Die Gastgeber traten in einem typisch schwedischen 4-4-2 auf, die Phantasie im Spiel nach vorne war enden wollend, einige der langen Bälle nach vorne dafür nicht. Immerhin, vom Rückstand ließ man sich nicht schocken, ein langer Flankenball von Lundberg fand den Kopf von Daníelsson, das 1:1. Im Gegensatz zum pathetischen Vorlauf ein Spiel von überschaubarer Qualität und eher begrenztem Unterhaltungswert.

Dabei hat dieses Stadion viel erlebt.

„Heja Sverige“ und die Geburtsstunde des Mythos namens Pelé

1958 etwa fand in Schweden die Weltmeisterschaft statt. An diese erinnert man sich in Deutschland eher ungern. Weil sich der amtierende Weltmeister völlig aus dem Konzept bringen ließ. Von Zuschauern, die das Heimteam lautstark mit Sprech-Chören anfeuerten! Eine Unerhörtheit, entfuhr es den Deutschen. Nachdem sie, komplett entnervt von den ständigen „Heja Sverige“-Rufen von den Rängen des Ullevi von Göteborg ihr Semifinale gegen den WM-Gastgeber 1:3 in den Sand gesetzt hatten.
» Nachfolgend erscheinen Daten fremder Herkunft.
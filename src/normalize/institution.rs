//! Institution canonicalization via the configured alias table.

use super::text::{collapse_whitespace, comparison_key};
use crate::config::LookupTables;

/// Canonicalize a raw institution string.
///
/// The raw value is trimmed and whitespace-collapsed, then looked up in
/// the alias table by its uppercased, accent-folded key. A hit returns
/// the canonical display form; a miss keeps the collapsed raw value as
/// its own display form. Empty input is missing, not an empty string.
pub fn canonicalize(raw: &str, tables: &LookupTables) -> Option<String> {
    let display = collapse_whitespace(raw);
    if display.is_empty() {
        return None;
    }

    let key = comparison_key(&display);
    match tables.resolve_institution(&key) {
        Some(canonical) => Some(canonical.to_string()),
        None => Some(display),
    }
}

#[cfg(test)]
mod tests {
    use super::*;
    use crate::config::PipelineConfig;

    fn tables() -> LookupTables {
        PipelineConfig::load(None).unwrap().tables
    }

    #[test]
    fn test_alias_maps_to_canonical() {
        assert_eq!(
            canonicalize(" minedu ", &tables()).as_deref(),
            Some("MINISTERIO DE EDUCACION")
        );
    }

    #[test]
    fn test_accented_full_name_maps_to_canonical() {
        assert_eq!(
            canonicalize("Ministerio de Educación", &tables()).as_deref(),
            Some("MINISTERIO DE EDUCACION")
        );
    }

    #[test]
    fn test_unknown_institution_keeps_display_form() {
        assert_eq!(
            canonicalize("Municipalidad  Distrital de Chorrillos", &tables()).as_deref(),
            Some("Municipalidad Distrital de Chorrillos")
        );
    }

    #[test]
    fn test_empty_is_missing() {
        assert_eq!(canonicalize("   ", &tables()), None);
    }

    #[test]
    fn test_known_institution_membership() {
        let t = tables();
        let canonical = canonicalize("MINSA", &t).unwrap();
        assert!(t.is_known_institution(&canonical));
        let unknown = canonicalize("Empresa Fantasma SAC", &t).unwrap();
        assert!(!t.is_known_institution(&unknown));
    }
}
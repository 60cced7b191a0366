//! `convoca export` — flat CSV extract, filterable by verdict.

use crate::export;
use crate::quality::QualityVerdict;
use crate::store::Store;
use anyhow::{bail, Result};
use std::path::PathBuf;

/// Run the export command. `verdict` filters rows ("ACCEPTED", ...);
/// `out` of "-" writes to stdout.
pub fn run(db_path: &PathBuf, verdict: Option<&str>, out: &str, quiet: bool) -> Result<i32> {
    let filter = match verdict {
        Some(label) => match QualityVerdict::from_label(&label.to_uppercase()) {
            Some(v) => Some(v),
            None => bail!(
                "unknown verdict '{label}' (expected one of: {})",
                QualityVerdict::all().map(|v| v.as_str()).join(", ")
            ),
        },
        None => None,
    };

    let store = Store::open(db_path)?;
    let rows = store.export(filter)?;
    let csv = export::to_csv(&rows);

    if out == "-" {
        print!("{csv}");
    } else {
        std::fs::write(out, csv)?;
        if !quiet {
            eprintln!("wrote {} rows to {out}", rows.len());
        }
    }

    Ok(0)
}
Schweden – Brasilien 2:5 (1:2)

Weltmeister wurde Schweden damals aber nicht. Weil man im Finale im Råsunda mit 2:5 gegen Brasilien verlor. Jenes Team, in dem ein 17-Jähriger aufgeigte, der die Welt erstmals verzückte: Pelé! Sein Tor zum 3:1 nach einer Stunde war die Vorentscheidung, sein 5:2 in der Nachspielzeit war der Schlusspunkt.

Dabei darf man nicht außer Acht lassen, dass Schweden damals nicht zufällig und nicht nur wegen der ungewohnt heißblütigen Zuschauer ins Finale gekommen war. Spielmacher Gunnar Gren war schon ein Jahrzehnt Legionär für Milan und die Fiorentina in Italien; Nils Liedholm war ebenso bei den Rossoneri aktiv und wird dort noch heute als Klub-Legende verehrt. Auch Kurre Hamrin war schon zwei Jahre in Italien, er sollte dort noch weitere 13 Saisonen bleiben. Nacka Sköglund? Seit acht Jahren bei Inter Mailand. Und auch Orvar Bergmark sollte es später noch an den Stiefel verschlagen.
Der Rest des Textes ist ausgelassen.